Well, it wasn't a plug and play setup maybe because I got wrong parts to begin with:

a) I got one wrong axle so I ended up taking it out and shipping it back to driveshaft shop
b) the round aluminum plate that bolts up to the tranny was made incorrect for the new style 04 and up tranny flange

As far as the axle goes, in spite of getting the wrong axles initially, I have to say that driveshaft shop did act courteous and fast and shipped me back the right axle in no time.

First off, As far as the driveshaft goes, it took a while to get the driveshaft even though I was told wold be ready in just a few days after I let him know what the measurements are for the driveshaft.

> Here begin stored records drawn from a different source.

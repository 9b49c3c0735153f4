//! A small observable state store.
//!
//! [`create`] a [`Store`], read it with `get`/`select`, write partial updates
//! with `set`/`update`, and react to writes with `subscribe` or a
//! selector-scoped [`Binding`] from `use_store`.

pub mod store;

pub use store::{
    create, panic_is_isolated, Binding, BoxError, Listener, Merge, MergeError, Setter, Store,
    StoreError, Unsubscribe,
};
mod button;
mod counter;
mod input_box;
mod layout;
mod name;
mod status_bar;
mod theme;

use crate::app::state::{AppState, CounterState};
use ratatui::prelude::*;
use ratatui::widgets::Paragraph;
use std::cell::Cell;
use tinystore::{Binding, Setter, Store};
use theme::Theme;

/// Ticks a panel stays highlighted after it refreshed.
const FLASH_TICKS: u64 = 6;

/// The mounted panels. Each reading panel holds its own selector binding;
/// dropping `Panels` unmounts them all.
pub struct Panels {
    pub store: Store<CounterState>,
    pub counter: Binding<CounterState, f64>,
    pub name: Binding<CounterState, String>,
    pub button: Setter<CounterState>,
    counter_flash_until: Cell<u64>,
    name_flash_until: Cell<u64>,
}

impl Panels {
    pub fn mount(store: &Store<CounterState>) -> Self {
        let counter = store.use_store(|s| s.val);
        let name = store.use_store(|s| s.name.clone());
        let button = counter.setter();
        Self {
            store: store.clone(),
            counter,
            name,
            button,
            counter_flash_until: Cell::new(0),
            name_flash_until: Cell::new(0),
        }
    }

    /// Consume refresh requests raised since the last frame. Both bindings
    /// are drained; returns whether anything needs a redraw.
    pub fn take_refresh(&self, tick: u64) -> bool {
        let counter = self.counter.take_refresh();
        let name = self.name.take_refresh();
        if counter {
            self.counter_flash_until.set(tick + FLASH_TICKS);
        }
        if name {
            self.name_flash_until.set(tick + FLASH_TICKS);
        }
        counter || name
    }

    /// Whether a highlight ends on this tick and the panel must be redrawn.
    pub fn flash_ends(&self, tick: u64) -> bool {
        self.counter_flash_until.get() == tick || self.name_flash_until.get() == tick
    }

    fn flashing(&self, tick: u64) -> (bool, bool) {
        (
            self.counter_flash_until.get() > tick,
            self.name_flash_until.get() > tick,
        )
    }
}

pub fn render(frame: &mut Frame, state: &AppState, panels: &Panels) {
    let area = frame.area();
    let app_layout = layout::compute_layout(area);
    let (counter_flash, name_flash) = panels.flashing(state.tick_count);

    let title = Paragraph::new(Line::from(vec![
        Span::styled(" tinystore ", Theme::title()),
        Span::styled("shared store demo", Theme::hint()),
    ]));
    frame.render_widget(title, app_layout.title);

    counter::render(frame, app_layout.counter, panels, counter_flash);
    name::render(frame, app_layout.name, panels, name_flash);
    button::render(frame, app_layout.button);
    input_box::render(frame, app_layout.input_box, state);
    status_bar::render(frame, app_layout.status_bar, state, panels);
}
//! Configuration data model.
//!
//! All structs derive `Serialize`/`Deserialize` for TOML persistence.
//! Every field has a sensible default so the demo works without a config file.

use serde::{Deserialize, Serialize};

/// Root application configuration.
#[derive(Debug, Clone, Default, PartialEq, Serialize, Deserialize)]
pub struct AppConfig {
    #[serde(default)]
    pub store: StoreConfig,
    #[serde(default)]
    pub ui: UiConfig,
    #[serde(default)]
    pub logging: LoggingConfig,
}

/// Initial contents of the demo store.
#[derive(Debug, Clone, PartialEq, Serialize, Deserialize)]
pub struct StoreConfig {
    #[serde(default)]
    pub initial_val: f64,
    #[serde(default = "default_initial_name")]
    pub initial_name: String,
}

impl Default for StoreConfig {
    fn default() -> Self {
        Self {
            initial_val: 0.0,
            initial_name: default_initial_name(),
        }
    }
}

/// UI refresh and display settings.
#[derive(Debug, Clone, PartialEq, Serialize, Deserialize)]
pub struct UiConfig {
    #[serde(default = "default_tick_rate")]
    pub tick_rate_ms: u64,
    #[serde(default = "default_true")]
    pub show_refresh_counts: bool,
}

impl Default for UiConfig {
    fn default() -> Self {
        Self {
            tick_rate_ms: default_tick_rate(),
            show_refresh_counts: true,
        }
    }
}

/// Diagnostic log file settings.
#[derive(Debug, Clone, PartialEq, Serialize, Deserialize)]
pub struct LoggingConfig {
    #[serde(default)]
    pub enabled: bool,
    #[serde(default = "default_log_dir")]
    pub log_dir: String,
    #[serde(default = "default_level")]
    pub level: String,
}

impl Default for LoggingConfig {
    fn default() -> Self {
        Self {
            enabled: false,
            log_dir: default_log_dir(),
            level: default_level(),
        }
    }
}

fn default_initial_name() -> String {
    "vamshi".to_string()
}
fn default_tick_rate() -> u64 {
    50
}
fn default_true() -> bool {
    true
}
fn default_log_dir() -> String {
    "~/.local/share/tinystore/logs".to_string()
}
fn default_level() -> String {
    "info".to_string()
}
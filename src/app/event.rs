use crossterm::event::Event as CrosstermEvent;

#[derive(Debug)]
pub enum AppEvent {
    /// Terminal input event
    Terminal(CrosstermEvent),

    /// Tick for UI refresh
    Tick,
}
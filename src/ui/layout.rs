use ratatui::layout::{Constraint, Direction, Layout, Rect};

pub struct AppLayout {
    pub title: Rect,
    pub counter: Rect,
    pub name: Rect,
    pub button: Rect,
    pub input_box: Rect,
    pub status_bar: Rect,
}

pub fn compute_layout(area: Rect) -> AppLayout {
    // Main vertical split: title | panels | input | filler | status bar
    let main_chunks = Layout::default()
        .direction(Direction::Vertical)
        .constraints([
            Constraint::Length(1), // Title
            Constraint::Length(5), // Panels
            Constraint::Length(3), // Input box
            Constraint::Min(0),    // Filler
            Constraint::Length(1), // Status bar
        ])
        .split(area);

    // Horizontal: counter | name | button
    let panels = Layout::default()
        .direction(Direction::Horizontal)
        .spacing(1)
        .constraints([
            Constraint::Percentage(34),
            Constraint::Percentage(33),
            Constraint::Percentage(33),
        ])
        .split(main_chunks[1]);

    AppLayout {
        title: main_chunks[0],
        counter: panels[0],
        name: panels[1],
        button: panels[2],
        input_box: main_chunks[2],
        status_bar: main_chunks[4],
    }
}

#[cfg(test)]
mod tests {
    use super::*;

    #[test]
    fn test_layout_fills_width() {
        let layout = compute_layout(Rect::new(0, 0, 80, 24));
        assert_eq!(layout.title.height, 1);
        assert_eq!(layout.counter.height, 5);
        assert_eq!(layout.input_box.height, 3);
        assert_eq!(layout.status_bar.y, 23);
        assert!(layout.counter.right() <= layout.name.x);
        assert!(layout.name.right() <= layout.button.x);
        assert!(layout.button.right() <= 80);
    }
}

Ok so fine, I got the driveshaft finally, and I go to bolt up the round plate to the tranny, and the bolts are tight going in. The last few holes weren't even mating up correctly to the tranny flange. After speaking to kasper he asked me to take off the flange off the tranny again, which I had just changed from the old style to the one I'm now taking off. I ended up taking the piece off the tranny and taking a nice 2.5 hour drive to Jersey so that Kasper could machine another piece. After examination by him, the holes were off by 1mm and I asked why and he stated that these measurements were given to him by someone from the s2k community. So my argument was that if you are the fabricator, then you are responsible to measure this stuff yourself and not rely and someone else's possible mistakes.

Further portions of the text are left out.